38 Special chronology
| Rockin' into the Night (1979) | Wild-Eyed Southern Boys (1981) | Special Forces (1982) |

= Wild-Eyed Southern Boys =

Wild-Eyed Southern Boys is the fourth studio album by American Southern rock band 38 Special, released on January 3, 1981, by A&M Records. The album spawned the hit single "Hold On Loosely", which remains a staple track of classic rock, as well as the group's discography. The album reached No. 23 on the Canadian charts.
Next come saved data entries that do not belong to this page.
//! Media entries of a package.
//!
//! The media folder is indexed once per parse; bytes are read per slide,
//! only for the files that slide references.

use crate::package::Package;
use deck_core::{MediaData, Result};
use futures::future::try_join_all;
use std::collections::{BTreeSet, HashMap};

/// Media folder of a presentation package.
pub const MEDIA_DIR: &str = "ppt/media";

/// Find media by file name.
pub trait MediaLookup: Sync {
    fn find(&self, filename: &str) -> Option<MediaData>;
}

/// Package paths of the entries directly inside the media folder, keyed by
/// file name.
#[derive(Debug, Clone, Default)]
pub struct MediaIndex {
    paths: HashMap<String, String>,
}

impl MediaIndex {
    /// List the media folder of a package without reading any entry.
    pub fn from_package<P: Package + ?Sized>(package: &P) -> Self {
        let Some(names) = package.list_folder(MEDIA_DIR) else {
            log::debug!("Package has no media folder");
            return Self::default();
        };

        let paths = names
            .into_iter()
            .filter(|name| !name.contains('/'))
            .map(|name| {
                let path = format!("{}/{}", MEDIA_DIR, name);
                (name, path)
            })
            .collect();
        Self { paths }
    }

    pub fn contains(&self, filename: &str) -> bool {
        self.paths.contains_key(filename)
    }

    pub fn len(&self) -> usize {
        self.paths.len()
    }

    pub fn is_empty(&self) -> bool {
        self.paths.is_empty()
    }

    /// Read the named media entries concurrently.
    ///
    /// Names that are not in the index are left out of the library. A failed
    /// read fails the whole load.
    pub async fn load<P, I, S>(&self, package: &P, filenames: I) -> Result<MediaLibrary>
    where
        P: Package + ?Sized,
        I: IntoIterator<Item = S>,
        S: AsRef<str>,
    {
        let wanted: BTreeSet<&str> = filenames
            .into_iter()
            .filter_map(|name| self.paths.get_key_value(name.as_ref()))
            .map(|(name, _)| name.as_str())
            .collect();

        let loads = wanted.into_iter().map(|name| async move {
            let path = &self.paths[name];
            let bytes = package.read_bytes(path).await?;
            Ok::<_, deck_core::Error>(MediaData::new(path.clone(), bytes))
        });

        let library = MediaLibrary::from_entries(try_join_all(loads).await?);
        log::trace!("Loaded {} media entries", library.len());
        Ok(library)
    }
}

/// Media entries loaded from a package, keyed by file name.
#[derive(Debug, Clone, Default)]
pub struct MediaLibrary {
    entries: HashMap<String, MediaData>,
}

impl MediaLibrary {
    /// Create an empty library.
    pub fn new() -> Self {
        Self::default()
    }

    /// Build a library from loaded media, keyed by the last path segment.
    pub fn from_entries(entries: impl IntoIterator<Item = MediaData>) -> Self {
        let entries = entries
            .into_iter()
            .map(|media| {
                let filename = media.path.rsplit('/').next().unwrap_or_default().to_string();
                (filename, media)
            })
            .collect();
        Self { entries }
    }

    pub fn len(&self) -> usize {
        self.entries.len()
    }

    pub fn is_empty(&self) -> bool {
        self.entries.is_empty()
    }
}

impl MediaLookup for MediaLibrary {
    fn find(&self, filename: &str) -> Option<MediaData> {
        self.entries.get(filename).cloned()
    }
}
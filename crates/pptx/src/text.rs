//! Styled text run extraction.

use crate::color::solid_fill_color;
use crate::xml::XmlElement;
use deck_core::units::parse_integer;
use deck_core::{Result, TextRun, ThemePalette};

/// Extract the text runs (`a:r`) of a slide in document order.
///
/// Runs without an `a:t` element are skipped. Formatting comes from the
/// run's `a:rPr`; anything it does not declare is left unset.
pub fn extract_text_runs(slide: &XmlElement, palette: &ThemePalette) -> Result<Vec<TextRun>> {
    let mut runs = Vec::new();

    for run in slide.descendants_named("r") {
        let Some(text) = run.child("t") else {
            continue;
        };

        let mut text_run = TextRun::new(text.text());

        if let Some(props) = run.child("rPr") {
            if let Some(sz) = props.attr("sz") {
                // Hundredths of a point
                text_run.font_size_pt = Some(parse_integer("sz", sz)? as f64 / 100.0);
            }
            text_run.bold = is_on(props.attr("b"));
            text_run.italic = is_on(props.attr("i"));
            text_run.font_family = props
                .child("latin")
                .and_then(|e| e.attr("typeface"))
                .map(str::to_string);
            text_run.color = solid_fill_color(props, palette);
        }

        runs.push(text_run);
    }

    Ok(runs)
}

/// Boolean attribute written as `1` or `true`.
fn is_on(value: Option<&str>) -> bool {
    matches!(value, Some("1") | Some("true"))
}

#[cfg(test)]
mod tests {
    use super::*;
    use deck_core::Error;

    fn runs(body: &str) -> Result<Vec<TextRun>> {
        let xml = format!(
            r#"<p:sld xmlns:a="urn:a" xmlns:p="urn:p"><p:cSld><p:spTree><p:sp><p:txBody><a:p>{}</a:p></p:txBody></p:sp></p:spTree></p:cSld></p:sld>"#,
            body
        );
        let slide = XmlElement::parse(&xml).unwrap();
        extract_text_runs(&slide, &ThemePalette::default())
    }

    #[test]
    fn test_formatted_run() {
        let runs = runs(
            r#"<a:r><a:rPr lang="en-US" sz="2400" b="1" i="true" dirty="0"><a:solidFill><a:srgbClr val="ff0000"/></a:solidFill><a:latin typeface="Calibri"/></a:rPr><a:t>Hello</a:t></a:r>"#,
        )
        .unwrap();

        assert_eq!(runs.len(), 1);
        let run = &runs[0];
        assert_eq!(run.text, "Hello");
        assert_eq!(run.font_size_pt, Some(24.0));
        assert!(run.bold);
        assert!(run.italic);
        assert_eq!(run.font_family.as_deref(), Some("Calibri"));
        assert_eq!(run.color.as_deref(), Some("#FF0000"));
    }

    #[test]
    fn test_unformatted_run() {
        let plain = runs("<a:r><a:t>Plain</a:t></a:r>").unwrap();
        assert_eq!(plain, vec![TextRun::new("Plain")]);

        let small = runs(r#"<a:r><a:rPr sz="1050" b="0" i="false"/><a:t>Small</a:t></a:r>"#).unwrap();
        assert_eq!(small[0].font_size_pt, Some(10.5));
        assert!(!small[0].bold);
        assert!(!small[0].italic);
        assert_eq!(small[0].font_family, None);
        assert_eq!(small[0].color, None);
    }

    #[test]
    fn test_run_without_text_is_skipped() {
        let runs = runs(
            r#"<a:r><a:t>One</a:t></a:r><a:r><a:rPr b="1"/></a:r><a:r><a:t>Two</a:t></a:r>"#,
        )
        .unwrap();
        let texts: Vec<&str> = runs.iter().map(|r| r.text.as_str()).collect();
        assert_eq!(texts, vec!["One", "Two"]);
    }

    #[test]
    fn test_whitespace_and_entities_preserved() {
        let runs = runs(r#"<a:r><a:t xml:space="preserve"> A &lt;B&gt; </a:t></a:r><a:r><a:t/></a:r>"#).unwrap();
        assert_eq!(runs[0].text, " A <B> ");
        assert_eq!(runs[1].text, "");
    }

    #[test]
    fn test_scheme_color_resolution() {
        let runs = runs(
            r#"<a:r><a:rPr><a:solidFill><a:schemeClr val="accent1"/></a:solidFill></a:rPr><a:t>Themed</a:t></a:r><a:r><a:rPr><a:solidFill><a:schemeClr val="tx1"/></a:solidFill></a:rPr><a:t>Text</a:t></a:r>"#,
        )
        .unwrap();
        assert_eq!(runs[0].color.as_deref(), Some("#4472C4"));
        assert_eq!(runs[1].color, None);
    }

    #[test]
    fn test_runs_across_shapes_in_document_order() {
        let xml = r#"<p:sld><p:cSld><p:spTree>
            <p:sp><p:txBody><a:p><a:r><a:t>first</a:t></a:r></a:p><a:p><a:r><a:t>second</a:t></a:r></a:p></p:txBody></p:sp>
            <p:grpSp><p:sp><p:txBody><a:p><a:fld id="1" type="slidenum"><a:t>3</a:t></a:fld><a:r><a:t>third</a:t></a:r></a:p></p:txBody></p:sp></p:grpSp>
        </p:spTree></p:cSld></p:sld>"#;
        let slide = XmlElement::parse(xml).unwrap();
        let runs = extract_text_runs(&slide, &ThemePalette::default()).unwrap();
        let texts: Vec<&str> = runs.iter().map(|r| r.text.as_str()).collect();
        assert_eq!(texts, vec!["first", "second", "third"]);
    }

    #[test]
    fn test_invalid_font_size_is_an_error() {
        assert!(matches!(
            runs(r#"<a:r><a:rPr sz="big"/><a:t>x</a:t></a:r>"#),
            Err(Error::InvalidNumber { .. })
        ));
    }
}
A remastered CD, with four bonus live tracks, was reissued by Rock Candy Records in September 2023.

Professional ratings
Review scores
| Source | Rating |
| AllMusic | Star Half star |
| The Rolling Stone Album Guide | Star Half star |

==Track listing==

| No. | Title | Writer(s) | Length |
|---|---|---|---|
| 1. | "Hold On Loosely" | Don Barnes, Jim Peterik, Jeff Carlisi | 4:39 |
| 2. | "First Time Around" | Barnes, Carlisi, Larry Steele, Donnie Van Zant | 3:59 |
| 3. | "Wild-Eyed Southern Boys" | Peterik | 4:18 |
| 4. | "Back Alley Sally" | Carlisi, Van Zant | 3:11 |
| 5. | "Fantasy Girl" | Carlisi, Peterik | 4:06 |
| 6. | "Hittin' and Runnin'" | Barnes, Peterik | 4:55 |
| 7. | "Honky Tonk Dancer" | Barnes, Steele, Van Zant | 4:59 |
| 8. | "Throw Out the Line" | Barnes, Carlisi, Van Zant | 3:45 |
| 9. | "Bring It On" | Carlisi, Steele, Van Zant | 5:38 |
| Total length: |  |  | 39:30 |

==Personnel==
- Donnie Van Zant – lead vocals (2–4, 7–9), backing vocals
- Don Barnes – rhythm and lead guitar, piano (3), lead vocals (1, 3, 5, 6), backing vocals
- Jeff Carlisi – lead and rhythm guitar, steel guitar
- Larry Junstrom – bass
- Steve Brookins – drums
- Jack Grondin – drums

Additional personnel
- Steve McRay – piano (4, 6, 7)
- Terry Emery – percussion
- Carol Bristow – backing vocals
- Lu Moss – backing vocals
- Carol Veto – backing vocals

Production
- Rodney Mills – producer, engineer
- Greg Quesnel – engineer
- Bob Ludwig – mastering at Masterdisk (New York City, New York)
- Chuck Beeson – art direction, design
- Mick McGinty – illustrations
- Willardson & White, Inc. – illustrations
- Paddy Reynolds – sleeve photography

==Charts==

| Chart (1981) | Peak position |
|---|---|
| Canada Top Albums/CDs (RPM) | 23 |
| US Billboard 200 | 18 |

==Certifications==

| Region | Certification | Certified units/sales |
| United States (RIAA) | Platinum | 1,000,000^{^} |
^{^} Shipments figures based on certification alone.